§ **What you need to do**: Copy out precisely the line that holds "pub use checkout::CheckoutConfig;" and all the lines following it in the data, up to and including the last one, and no others.

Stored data
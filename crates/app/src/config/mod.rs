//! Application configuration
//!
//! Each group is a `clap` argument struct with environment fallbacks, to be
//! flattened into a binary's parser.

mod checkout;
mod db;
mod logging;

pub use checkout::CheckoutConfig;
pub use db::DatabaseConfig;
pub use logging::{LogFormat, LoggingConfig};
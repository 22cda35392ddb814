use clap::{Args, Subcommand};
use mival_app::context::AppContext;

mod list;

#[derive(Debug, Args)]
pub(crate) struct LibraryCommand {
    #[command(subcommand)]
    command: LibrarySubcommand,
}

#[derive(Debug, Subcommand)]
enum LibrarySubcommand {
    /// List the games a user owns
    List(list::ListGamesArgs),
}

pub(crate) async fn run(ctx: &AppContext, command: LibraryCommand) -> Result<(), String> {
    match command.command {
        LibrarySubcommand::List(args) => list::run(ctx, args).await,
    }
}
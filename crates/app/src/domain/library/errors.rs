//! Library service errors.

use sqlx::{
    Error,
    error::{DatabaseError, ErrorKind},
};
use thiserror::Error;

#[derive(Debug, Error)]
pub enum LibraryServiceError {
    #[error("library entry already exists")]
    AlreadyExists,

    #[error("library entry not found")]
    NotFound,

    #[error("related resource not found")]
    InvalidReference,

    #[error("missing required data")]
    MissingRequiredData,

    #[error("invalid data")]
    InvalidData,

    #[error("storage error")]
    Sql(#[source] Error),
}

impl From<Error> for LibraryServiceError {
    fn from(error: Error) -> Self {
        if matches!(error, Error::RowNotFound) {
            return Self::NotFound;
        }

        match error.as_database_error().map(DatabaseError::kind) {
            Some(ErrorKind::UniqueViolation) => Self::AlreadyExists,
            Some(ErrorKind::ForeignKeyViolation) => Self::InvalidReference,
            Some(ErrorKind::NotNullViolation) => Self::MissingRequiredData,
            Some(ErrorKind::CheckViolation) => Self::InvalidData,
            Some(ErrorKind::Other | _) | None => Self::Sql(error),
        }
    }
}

§ **Problem solution**:
pub use checkout::CheckoutConfig;
pub use db::DatabaseConfig;
pub use logging::{LogFormat, LoggingConfig};
repository 22cda35392ddb814
use clap::{Args, Subcommand};
use mival_app::context::AppContext;

mod list;

#[derive(Debug, Args)]
pub(crate) struct LibraryCommand {
    #[command(subcommand)]
    command: LibrarySubcommand,
}

#[derive(Debug, Subcommand)]
enum LibrarySubcommand {
    /// List the games a user owns
    List(list::ListGamesArgs),
}

pub(crate) async fn run(ctx: &AppContext, command: LibraryCommand) -> Result<(), String> {
    match command.command {
        LibrarySubcommand::List(args) => list::run(ctx, args).await,
    }
}
filename crates/app/src/domain/library/errors.rs
//! Library service errors.

use sqlx::{
    Error,
    error::{DatabaseError, ErrorKind},
};
use thiserror::Error;

#[derive(Debug, Error)]
pub enum LibraryServiceError {
    #[error("library entry already exists")]
    AlreadyExists,

    #[error("library entry not found")]
    NotFound,

    #[error("related resource not found")]
    InvalidReference,

    #[error("missing required data")]
    MissingRequiredData,

    #[error("invalid data")]
    InvalidData,

    #[error("storage error")]
    Sql(#[source] Error),
}

impl From<Error> for LibraryServiceError {
    fn from(error: Error) -> Self {
        if matches!(error, Error::RowNotFound) {
            return Self::NotFound;
        }

        match error.as_database_error().map(DatabaseError::kind) {
            Some(ErrorKind::UniqueViolation) => Self::AlreadyExists,
            Some(ErrorKind::ForeignKeyViolation) => Self::InvalidReference,
            Some(ErrorKind::NotNullViolation) => Self::MissingRequiredData,
            Some(ErrorKind::CheckViolation) => Self::InvalidData,
            Some(ErrorKind::Other | _) | None => Self::Sql(error),
        }
    }
}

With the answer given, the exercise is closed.